The latest numbers are available at::

http://caranfil.org/timing/timing_data_20101031.pdf

Nothing unusual in the data - maybe only exception on the E410, but nothing out of the ordinary.

Until the next DST change I also decided to test something else - and I have placed 'on hold' my 'smooth seconds' quartz - that one is still apparently on the original battery long, long after the normal date expected for the battery change - which for me was proof that the watch was delivered by Citizen to the watch shop in special 'storage mode' with the crown out - we'll see if that still works :think:

By accident I also missed the second set of videos for my Yellow Kinetzilla but on that one and most of the non-high-accuracy models the tests were already clear enough - so I have not yet decided if those will be still kept in tests - maybe just for a 6-months interval. Even the high-accuracy models will only see updates at around 4 weeks at best - and that will primarily be to keep an eye on the aging involved!


----------



## South Pender

*Re: Update for 2010-10-31 (on DST change)*

Really interesting data update, as always. I took a hard look at one set of your results, that for SBQJ015. The overall _spy_ value you have reported, after 303 days, is really phenomenal at 2.039 _spy_. And this is very informative. However, there is a great deal of rate fluctuation throughout your findings, and I'm wondering whether you could, say, calculate a mean _spy_ for, say, (a) the 8 'warm' intervals, having temperature ranges of 29-31C, 27-31C, or 32-35C, with these representing a reasonable approximation to the 'wearing' condition, and (b) the 8 "room temp.' intervals, having temperature ranges of 22-23C, 22-24C, and 22-26C. This would give us some idea of the watch's performance at these two key temperature points. Of course, taking the mean drift values is not quite the same thing as getting a value based on continuous exposure to these temperature ranges, but it might tell us something of value.

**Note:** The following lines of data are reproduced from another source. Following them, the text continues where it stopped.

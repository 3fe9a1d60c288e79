//! WASM bindings for the geo crate.
//!
//! JSON strings in, JSON strings out, so the map front end can call the
//! transforms without sharing Rust types.

use crate::geojson::parse_population_layer;
use crate::{
    bin_points_to_hexagons, bounding_box_area_km2, color_for_value, haversine_distance,
    web_mercator_to_geographic_clamped, BoundingBox, CoverageTable, Facility, GeoError,
    GeoPoint, PopulationPoint,
};
use serde::Serialize;
use wasm_bindgen::prelude::*;

fn js_error(e: impl std::fmt::Display) -> JsValue {
    JsValue::from_str(&e.to_string())
}

fn to_json<T: Serialize>(value: &T) -> Result<String, JsValue> {
    serde_json::to_string(value).map_err(|e| js_error(format!("JSON serialize error: {}", e)))
}

/// Great-circle distance in meters.
#[wasm_bindgen]
pub fn distance(lat1: f64, lng1: f64, lat2: f64, lng2: f64) -> f64 {
    haversine_distance(&GeoPoint::new(lat1, lng1), &GeoPoint::new(lat2, lng2))
}

/// Web Mercator meters to `{"lat", "lng"}`, clamped to geographic range.
#[wasm_bindgen]
pub fn mercator_to_lat_lng(x: f64, y: f64) -> Result<String, JsValue> {
    to_json(&web_mercator_to_geographic_clamped(x, y))
}

/// Coverage layers for a JSON array of facilities.
#[wasm_bindgen]
pub fn coverage_layers(facilities_json: &str) -> Result<String, JsValue> {
    let facilities: Vec<Facility> = serde_json::from_str(facilities_json)
        .map_err(|e| js_error(GeoError::from(e)))?;

    to_json(&CoverageTable::standard().derive_all(&facilities))
}

/// Hexagon cells for a JSON array of `{lat, lng, intensity}` points.
#[wasm_bindgen]
pub fn bin_hexagons(points_json: &str, cell_size_degrees: f64) -> Result<String, JsValue> {
    let points: Vec<PopulationPoint> = serde_json::from_str(points_json)
        .map_err(|e| js_error(GeoError::from(e)))?;

    let cells = bin_points_to_hexagons(&points, cell_size_degrees).map_err(js_error)?;
    to_json(&cells)
}

/// Density color for a cell population.
#[wasm_bindgen]
pub fn hexagon_color(value: f64, max_value: f64) -> Result<String, JsValue> {
    color_for_value(value, max_value)
        .map(str::to_owned)
        .map_err(js_error)
}

/// Approximate viewport area in km².
#[wasm_bindgen]
pub fn area_km2(north: f64, south: f64, east: f64, west: f64) -> Result<f64, JsValue> {
    bounding_box_area_km2(&BoundingBox::new(north, south, east, west)).map_err(js_error)
}

/// Parses a population GeoJSON FeatureCollection into `{cells, max_population}`.
#[wasm_bindgen]
pub fn population_layer(geojson: &str) -> Result<String, JsValue> {
    let value: serde_json::Value =
        serde_json::from_str(geojson).map_err(|e| js_error(GeoError::from(e)))?;

    let layer = parse_population_layer(&value).map_err(js_error)?;
    to_json(&layer)
}
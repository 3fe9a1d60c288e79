//! Async client for the infraplan recommendation backend
//!
//! Fetches facilities, population density and placement recommendations over
//! JSON/HTTP.
//!
//! # Features
//!
//! - **Configuration**: `[api]` settings from `infraplan.toml` plus `INFRAPLAN_*` overrides
//! - **Retry with exponential backoff**: Automatic retry for transient failures
//! - **Circuit breaker**: Stop calling a backend that keeps failing
//! - **Mock fallback**: Generated data inside the requested bounds when the backend is down
//! - **Request correlation**: Every request carries an `X-Request-ID`
//!
//! # Example
//!
//! ```rust,no_run
//! use infraplan_api_client::{ClientConfig, InfraplanClient};
//! use infraplan_geo::{BoundingBox, FacilityType};
//!
//! #[tokio::main]
//! async fn main() -> Result<(), Box<dyn std::error::Error>> {
//!     let client = InfraplanClient::with_config(ClientConfig::from_env()?)?;
//!
//!     let schools = client
//!         .facilities()
//!         .fetch_or_mock(FacilityType::School, &BoundingBox::BISHKEK)
//!         .await?;
//!     println!("{} schools ({:?})", schools.data.len(), schools.source);
//!
//!     Ok(())
//! }
//! ```

#![warn(missing_docs)]
#![warn(clippy::all)]
#![warn(clippy::pedantic)]
#![allow(clippy::module_name_repetitions)]

pub mod client;
pub mod config;
pub mod endpoints;
pub mod error;
pub mod mock;

pub use client::{DataSource, Fetched, InfraplanClient};
pub use config::ClientConfig;
pub use error::{ApiError, ApiResult};

/// Prelude for convenient imports
pub mod prelude {
    pub use crate::client::{DataSource, Fetched, InfraplanClient};
    pub use crate::config::ClientConfig;
    pub use crate::endpoints::{
        AiRecommendRequest, FacilitiesApi, PopulationApi, RecommendResponse, RecommendationsApi,
    };
    pub use crate::error::{ApiError, ApiResult};
}

#[cfg(test)]
pub(crate) mod testing {
    use crate::{ClientConfig, InfraplanClient};
    use infraplan_core::retry::RetryConfig;

    /// Client pointed at the local discard port, where connections are refused.
    pub(crate) fn unreachable_client(mock_fallback: bool) -> InfraplanClient {
        let config = ClientConfig::development()
            .with_base_url("http://127.0.0.1:9")
            .with_retry(RetryConfig::no_retry())
            .with_mock_fallback(mock_fallback);
        InfraplanClient::with_config(config).unwrap()
    }
}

Another feature of the values you have recorded for SBQJ015 is the considerable interval-to-interval fluctuation, even when these intervals are at approximately the same temperatures. Consider, for example, the last four intervals in your display. Here, we have the watch exposed to 22C to 26C, not a great range really, but we get rate drift estimates of .841 sec. for the 21-day interval between 9/12/10 to 10/3/10, but of only .234 sec. for the 14-day interval between 10/17/10 and 10/21/10. Even if we prorate the latter to 21 days, by which it rises to .351 sec., the difference in drift values between the two intervals at roughly the same temperature is a little surprising. I guess I say "surprising" because it has been asserted on this forum that the _only thing_ that causes rate changes is temperature change. Given your results, do you believe this?


----------



## Catalin

*Very late update for 2010-11-28*

I did capture the videos during the previous Sunday, but only this weekend I managed to remember about them and have some free time at the same time :-d

The latest PDF is at:

http://caranfil.org/timing/timing_data_20101128b.pdf

There are two unusual things in the new file - and unfortunately none of those is related to a watch :think: - the first is related to my top formulas, where I was only using the first 25-30 rows of data; only one watch was seriously over that number - the King Quartz - but it was strange how I was adding rows and the top values were not changing at all - now that is fixed until I reach around 300 rows of data :-d The other change is also in numbers - the 5E31 did have a very strange value for the very first interval which was unlike anything else for that watch and was starting to bug me - I have previously looked at the video for the *end* of the first interval without finding anything but now I recovered the the very first video (the one where I was establishing a baseline) from a backup and took another look - and indeed I was 1-second off - which just shows again how important the alignment of the seconds-hand can be sometimes :-d Surprisingly after that change the 5E31 is now one of the most consistent watches in the test - in numbers is actually the most consistent, but unlike the two E510 models (which actually are my most thermally-stable models), the 5E31 only had like less than half of the 'warm' intervals (of the E510 models).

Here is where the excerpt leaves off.